The Chicago Council of Lawyers urges you to veto this legislation.

Proponents of this legislation argue that judicial subcircuit elections increase ethnic and racial diversity. The intent of ethnic and racial diversity is laudable and without question. We think it noteworthy, however, that an April 2003 report by the Chicago Appleseed Fund for Justice and the Chicago Council of Lawyers found that while in Cook County the subcircuit system has increased diversity to a limited extent, the associate judge process has also increased judicial diversity. We think more analysis is needed to explore to what extent subcircuits have increased diversity as compared to the associate judge process.

Just as important, we found that the subcircuit system has had negative results. In particular, the rise of a political subculture through which local political organizations have become more and more responsible for placing judges on the bench, has sometimes resulted in grossly unqualified lawyers being elevated to the bench. Such unqualified judges have been backed by the local political organizations solely because of their activities in the local political arena -- not because of their credentials .

In addition, the design of subcircuit elections requires candidates to run initially in the subcircuit in which they reside. The prospective pool of qualified candidates is therefore relatively diminished. Further, political parties tend to exert even more control over candidate slating and the need for campaign fundraising increases.

The Chicago Tribune in a January 2nd editorial wrote that extending subcircuits to the collar counties will "only make those judicial races more suspect. They will reduce the potential field of candidates and give local party bosses more influence over the results..."

One of the arguments made for expanding the subcircuit concept into additional counties is that electing judges from a smaller geographic area will allow voters access to better information about candidates. That argument is spurious. Objective, unbiased information about candidates can and should be made available in a broadly-distributed voters guide and other means of education. Our 2003 report showed that voters are not getting information about judicial candidates, including subcircuit races. As a follow-up, Chicago Appleseed created, for the 2004 retention elections, the voteforjudges.org website and campaign. The website received more than one million hits and more than 100,000 pages were downloaded. The Illinois Campaign for Political Reform maintained an electronic voter's guide that received more than 250,000 hits during the month before the 2004 general election.

What this means is that voters both need and want information about judicial candidates and judges seeking retention - if it is provided in timely and user-friendly ways. But contrary to the claims by proponents of this legislation, simply having judges elected through subcircuits does not lead to better information for voters about judicial candidates.

In addition, some have suggested that judges elected from subcircuits better represent voters in those subcircuits.
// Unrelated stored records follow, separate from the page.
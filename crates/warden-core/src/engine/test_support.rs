use std::sync::atomic::{AtomicUsize, Ordering};
use std::time::Duration;

use crate::schema::types::{
    EntityDefinition, PermissionDef, RelationDef, RewriteRule, Schema, SchemaVersion,
};
use crate::tuple::{EntityRef, SnapshotToken, Tuple, TupleFilter};

use super::{CheckError, StaticSchema, TupleReader};

pub(crate) struct TestStore {
    tuples: Vec<Tuple>,
    queries: AtomicUsize,
    delay: Option<Duration>,
    failing_relation: Option<String>,
}

impl TestStore {
    pub(crate) fn new(tuples: Vec<Tuple>) -> Self {
        Self {
            tuples,
            queries: AtomicUsize::new(0),
            delay: None,
            failing_relation: None,
        }
    }

    /// Every query sleeps for `delay` before answering.
    pub(crate) fn slow(mut self, delay: Duration) -> Self {
        self.delay = Some(delay);
        self
    }

    /// Queries on `relation` fail with a storage error.
    pub(crate) fn failing_on(mut self, relation: &str) -> Self {
        self.failing_relation = Some(relation.to_string());
        self
    }

    pub(crate) fn queries(&self) -> usize {
        self.queries.load(Ordering::SeqCst)
    }
}

impl TupleReader for TestStore {
    async fn query_tuples(
        &self,
        entity: &EntityRef,
        relation: &str,
        _snapshot: SnapshotToken,
    ) -> Result<Vec<Tuple>, CheckError> {
        self.queries.fetch_add(1, Ordering::SeqCst);
        if let Some(delay) = self.delay {
            tokio::time::sleep(delay).await;
        }
        if self.failing_relation.as_deref() == Some(relation) {
            return Err(CheckError::Storage(format!("{entity}#{relation} unavailable")));
        }
        let filter = TupleFilter::for_relation(entity, relation);
        Ok(self
            .tuples
            .iter()
            .filter(|t| filter.matches(t))
            .cloned()
            .collect())
    }

    async fn head_snapshot(&self) -> Result<SnapshotToken, CheckError> {
        Ok(SnapshotToken::new(1))
    }
}

pub(crate) fn tuples(lines: &[&str]) -> Vec<Tuple> {
    lines.iter().map(|line| line.parse().unwrap()).collect()
}

pub(crate) fn leaf(text: &str) -> RewriteRule {
    text.parse().unwrap()
}

pub(crate) fn relation(name: &str, subject_types: &[&str]) -> RelationDef {
    RelationDef::new(
        name,
        subject_types.iter().map(|s| s.parse().unwrap()).collect(),
    )
}

pub(crate) fn static_schema(entities: Vec<EntityDefinition>) -> StaticSchema {
    StaticSchema::new(Schema::new(entities), SchemaVersion::new(1))
}

/// Drive-style schema: documents inherit access from folders, folders from
/// organizations.
pub(crate) fn drive_schema() -> StaticSchema {
    static_schema(vec![
        EntityDefinition::new("user", vec![], vec![]),
        EntityDefinition::new(
            "organization",
            vec![relation("admin", &["user"]), relation("member", &["user"])],
            vec![],
        ),
        EntityDefinition::new(
            "folder",
            vec![
                relation("parent", &["organization"]),
                relation("creator", &["user"]),
                relation("collaborator", &["user"]),
                relation("admin", &["user"]),
            ],
            vec![
                PermissionDef::new("read", leaf("collaborator")),
                PermissionDef::new(
                    "delete",
                    RewriteRule::Union(vec![leaf("creator"), leaf("parent.admin")]),
                ),
            ],
        ),
        EntityDefinition::new(
            "doc",
            vec![relation("parent", &["folder"]), relation("owner", &["user"])],
            vec![
                PermissionDef::new(
                    "read",
                    RewriteRule::Union(vec![
                        RewriteRule::Union(vec![leaf("owner"), leaf("parent.collaborator")]),
                        leaf("parent.admin"),
                    ]),
                ),
                PermissionDef::new(
                    "update",
                    RewriteRule::Intersection(vec![leaf("owner"), leaf("parent.admin")]),
                ),
            ],
        ),
    ])
}

/// GitHub-style schema with organization admins nested through memberships.
pub(crate) fn github_schema() -> StaticSchema {
    static_schema(vec![
        EntityDefinition::new("user", vec![], vec![]),
        EntityDefinition::new(
            "organization",
            vec![
                relation("admin", &["user", "organization#member"]),
                relation("member", &["user", "organization#member"]),
            ],
            vec![
                PermissionDef::new(
                    "create_repository",
                    RewriteRule::Union(vec![leaf("admin"), leaf("member")]),
                ),
                PermissionDef::new("delete", leaf("admin")),
            ],
        ),
        EntityDefinition::new(
            "repository",
            vec![
                relation("parent", &["organization"]),
                relation("owner", &["user", "organization#admin"]),
            ],
            vec![PermissionDef::new("push", leaf("owner"))],
        ),
    ])
}

pub(crate) fn drive_tuples() -> Vec<Tuple> {
    tuples(&[
        "doc:1#parent@folder:1",
        "folder:1#collaborator@user:1",
        "folder:1#collaborator@user:3",
        "doc:1#owner@user:2",
        "folder:1#admin@user:1",
    ])
}

pub(crate) fn github_tuples() -> Vec<Tuple> {
    tuples(&[
        "repository:1#owner@organization:2#admin",
        "organization:2#admin@organization:3#member",
        "organization:3#member@user:1",
    ])
}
Judges are not elected to represent a constituency; they are elected to be impartial, independent arbiters of the law.

The Chicago Council of Lawyers supports increasing diversity on the bench; however, House Bill 949 is not the way to do it. The bill, portions of which did not even receive a public hearing or proper floor debate, was hastily passed in the days before the new Assembly was inaugurated.

Additional subcircuits will increase the likelihood that judicial elections will become even more political than they already are. There may be ways to increase judicial diversity without the harmful effects created by subcircuits. We have committed to expanding our study on the extent to which subcircuits have achieved the stated goal of ethnic and racial diversity as compared to the associate judge process. We have begun this analysis, but in the meantime, we urge you to veto this legislation.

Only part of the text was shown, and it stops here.